10%オフとなるクーポンをプリントアウトし、駅前の串かつ屋へ向かった。
店は混み合っている。
依然引き続き人気衰えぬようである。
予約なしでは席にありつけない。
テーブル席に腰掛ける。
前に息子二人。
写真を撮って家内に送る。
右隣りは家族4人連れ。
両親と中学生の娘が二人。
父親はお酒の飲み過ぎか血色悪く、母親の化粧は熱帯原生林に生息する昆虫みたいであって、どちらもともに場末感満載である。
娘を前に、また横に他人が座るのにもお構いなし、その両親はタバコをふかす。
困惑の視線を送りたくもなるが、ここは串カツ屋。
そういうところなのだから仕方ない、と息子らに説明する。
左隣りは父子連れ。
上座に息子が座るが、高校生だろうか、これが精悍、なかなかの面構えでいい男。
部活で鍛えたカラダが逞しく、こんがりとした日の焼け具合が頼もしい。
口数少ないそのおやっさんからすれば、プライドそのものといった存在なのであろう。
揃って焼きそばを食べる姿にエール送りたくなる。
串かつを筆頭に、子らが数々注文していく。
わたしはサッポロ瓶ビールをぐびぐび飲みつつ、ときおり料理に手を付ける。
結構美味い。
この店の集客の秘訣はこの味にある。
子らはガツガツ食べていく。
部活や学校や友人やカナダや映画や話題は尽きず食欲はやまず、酔ってわたしの声も大きくなるので、タバコ家族は遠景へとたちまち追いやられた。
左隣の客が変わって、若きミュージシャン風情の二人連れとなった。
楽器について話すみたいに猥談が始まった。
しかし、とてもつまらない。
その聞えよがしな内容があまりに貧相で心なく思いやりを欠いたようなものなので哀れにさえ思えてくる。

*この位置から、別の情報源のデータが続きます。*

//! Input sampling.
//!
//! [`Input`] folds raw window events into key and pointer state as they
//! arrive. Once per frame the render loop takes a [`FrameInput`] snapshot and
//! applies it; nothing in the simulation reacts to window events directly.

use glam::Vec2;
use std::collections::HashSet;
use winit::event::{ElementState, WindowEvent};
use winit::keyboard::{KeyCode as WinitKeyCode, PhysicalKey};

/// Keys the particle system reacts to.
#[derive(Debug, Clone, Copy, PartialEq, Eq, Hash)]
pub enum KeyCode {
    // Camera movement
    W, A, S, D, Q, E,

    // Toggles
    P, Z, L, G, T, X, C, Tab,

    // Generator movement
    Up, Down, Left, Right, Home, End,

    // Point size
    PageUp, PageDown,

    // Modifiers
    ShiftLeft, ControlLeft,

    Escape,

    // Other
    Other(u32),
}

impl From<WinitKeyCode> for KeyCode {
    fn from(key: WinitKeyCode) -> Self {
        match key {
            WinitKeyCode::KeyW => KeyCode::W,
            WinitKeyCode::KeyA => KeyCode::A,
            WinitKeyCode::KeyS => KeyCode::S,
            WinitKeyCode::KeyD => KeyCode::D,
            WinitKeyCode::KeyQ => KeyCode::Q,
            WinitKeyCode::KeyE => KeyCode::E,

            WinitKeyCode::KeyP => KeyCode::P,
            WinitKeyCode::KeyZ => KeyCode::Z,
            WinitKeyCode::KeyL => KeyCode::L,
            WinitKeyCode::KeyG => KeyCode::G,
            WinitKeyCode::KeyT => KeyCode::T,
            WinitKeyCode::KeyX => KeyCode::X,
            WinitKeyCode::KeyC => KeyCode::C,
            WinitKeyCode::Tab => KeyCode::Tab,

            WinitKeyCode::ArrowUp => KeyCode::Up,
            WinitKeyCode::ArrowDown => KeyCode::Down,
            WinitKeyCode::ArrowLeft => KeyCode::Left,
            WinitKeyCode::ArrowRight => KeyCode::Right,
            WinitKeyCode::Home => KeyCode::Home,
            WinitKeyCode::End => KeyCode::End,

            WinitKeyCode::PageUp => KeyCode::PageUp,
            WinitKeyCode::PageDown => KeyCode::PageDown,

            WinitKeyCode::ShiftLeft => KeyCode::ShiftLeft,
            WinitKeyCode::ControlLeft => KeyCode::ControlLeft,

            WinitKeyCode::Escape => KeyCode::Escape,

            _ => KeyCode::Other(key as u32),
        }
    }
}

/// Pointer facts for one frame.
#[derive(Debug, Clone, Copy, PartialEq, Default)]
pub struct PointerState {
    /// Position in normalized device coordinates, y up.
    pub ndc: Vec2,
    /// Accumulated motion this frame in pixels, y up.
    pub delta: Vec2,
    /// Whether the pointer is strictly inside the window.
    pub inside: bool,
    /// Whether the pointer moved this frame.
    pub moved: bool,
}

/// Immutable snapshot of the input facts the render loop applies each frame.
#[derive(Debug, Clone, Default)]
pub struct FrameInput {
    pressed: HashSet<KeyCode>,
    held: HashSet<KeyCode>,
    pub pointer: PointerState,
}

impl FrameInput {
    /// Build a snapshot directly, without a window.
    pub fn new(
        pressed: impl IntoIterator<Item = KeyCode>,
        held: impl IntoIterator<Item = KeyCode>,
        pointer: PointerState,
    ) -> Self {
        Self {
            pressed: pressed.into_iter().collect(),
            held: held.into_iter().collect(),
            pointer,
        }
    }

    /// Key went down this frame.
    pub fn pressed(&self, key: KeyCode) -> bool {
        self.pressed.contains(&key)
    }

    /// Key is currently held down.
    pub fn held(&self, key: KeyCode) -> bool {
        self.held.contains(&key)
    }
}

/// Event accumulator for keyboard and pointer.
#[derive(Debug, Default)]
pub struct Input {
    keys_held: HashSet<KeyCode>,
    keys_pressed: HashSet<KeyCode>,

    mouse_position: Option<Vec2>,
    mouse_ndc: Vec2,
    mouse_delta: Vec2,
    mouse_moved: bool,

    window_size: (u32, u32),
}

impl Input {
    pub fn new(width: u32, height: u32) -> Self {
        Self {
            window_size: (width, height),
            ..Default::default()
        }
    }

    /// Check if a key is currently held down.
    pub fn key_held(&self, key: KeyCode) -> bool {
        self.keys_held.contains(&key)
    }

    /// Check if a key was pressed since the last frame.
    pub fn key_pressed(&self, key: KeyCode) -> bool {
        self.keys_pressed.contains(&key)
    }

    /// Pointer position in normalized device coordinates (-1 to 1).
    pub fn mouse_ndc(&self) -> Vec2 {
        self.mouse_ndc
    }

    pub fn set_window_size(&mut self, width: u32, height: u32) {
        self.window_size = (width, height);
    }

    /// Freeze the current state into a snapshot and start a new frame.
    pub fn take_frame(&mut self) -> FrameInput {
        let (w, h) = self.window_size;
        let inside = self
            .mouse_position
            .map(|p| p.x > 0.0 && p.y > 0.0 && p.x < w as f32 && p.y < h as f32)
            .unwrap_or(false);

        let frame = FrameInput {
            pressed: std::mem::take(&mut self.keys_pressed),
            held: self.keys_held.clone(),
            pointer: PointerState {
                ndc: self.mouse_ndc,
                delta: self.mouse_delta,
                inside,
                moved: self.mouse_moved,
            },
        };

        self.mouse_delta = Vec2::ZERO;
        self.mouse_moved = false;
        frame
    }

    /// Process a winit window event.
    pub fn handle_event(&mut self, event: &WindowEvent) {
        match event {
            WindowEvent::KeyboardInput { event, .. } => {
                if let PhysicalKey::Code(keycode) = event.physical_key {
                    match event.state {
                        ElementState::Pressed => self.press_key(KeyCode::from(keycode)),
                        ElementState::Released => self.release_key(KeyCode::from(keycode)),
                    }
                }
            }
            WindowEvent::CursorMoved { position, .. } => {
                self.move_cursor(position.x as f32, position.y as f32);
            }
            WindowEvent::Resized(size) => {
                self.set_window_size(size.width, size.height);
            }
            WindowEvent::Focused(false) => {
                self.keys_held.clear();
            }
            _ => {}
        }
    }

    pub(crate) fn press_key(&mut self, key: KeyCode) {
        // Only fire pressed event if not already held (no repeat)
        if !self.keys_held.contains(&key) {
            self.keys_pressed.insert(key);
        }
        self.keys_held.insert(key);
    }

    pub(crate) fn release_key(&mut self, key: KeyCode) {
        self.keys_held.remove(&key);
    }

    pub(crate) fn move_cursor(&mut self, x: f32, y: f32) {
        let new_pos = Vec2::new(x, y);
        // The first sample only establishes a reference point
        if let Some(last) = self.mouse_position {
            self.mouse_delta += Vec2::new(new_pos.x - last.x, last.y - new_pos.y);
            self.mouse_moved = true;
        }
        self.mouse_position = Some(new_pos);

        let (w, h) = self.window_size;
        if w > 0 && h > 0 {
            self.mouse_ndc = Vec2::new(
                (x / w as f32) * 2.0 - 1.0,
                -((y / h as f32) * 2.0 - 1.0),
            );
        }
    }
}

視点が幼稚で考察乏しく、人類男子の風上にも置けない浅ましさ。
子らとともに苦笑する。
せっかく飲んで向かい合ってこのテーマについて即物的な調子でしかやりとりできないのであればドライにもほどがあって暗澹となる。
串カツ屋は社会勉強の場としても機能する。
世の家族がどんな風であるか垣間見ることができ、飲んで普通の男子がどのような話をするのか知ることができる。
そのように隣席について言及しつつサバイバルについて話し合う。
地震列島日本の行く末は楽観を許すものではない。
人口は減り続け、子はおらず、人手を頼むにしても外国人しか頼るあてはなく、社会保障費は膨れ上がるばかりでババ抜きの巨大なババはそれが当然といったように将来世代に先送りされ続け国家財政の破綻が現実味帯び、後始末的な業務をのぞき経済を牽引するようなめぼしい産業の登場する気配はないので、そうだ観光に注力しようというほどに切迫しつつある。
衰退していく井の中の蛙どうしで、どこの大学がいいだの言っても始まらない。
狭いニッポンどこの大学に入ったところで通過点としての多少の良し悪しの話に過ぎず、それで職業的成功と経済的自立が約束される訳はなく、肝心要はその先の先にある。
幸せになるため必須のお金に困らぬ経済力を得ることだけでも簡単なことではなく、どこの大学がどうだこうだと周囲がざわついている間に地に足つけて、人一倍勉強しつつ先の先について幾通りも道をイメージしておく必要があるだろう。
もはや親にも見通せず、答えは日本にあるとは限らない。
町の光景、映画の一シーン、誰かの会話、ちょっとした新聞記事、どこにヒントがあるか分からない。
自身を鍛えて目を光らせて、ボールが来た時に反応できるようもう準備を始めねばならないだろう。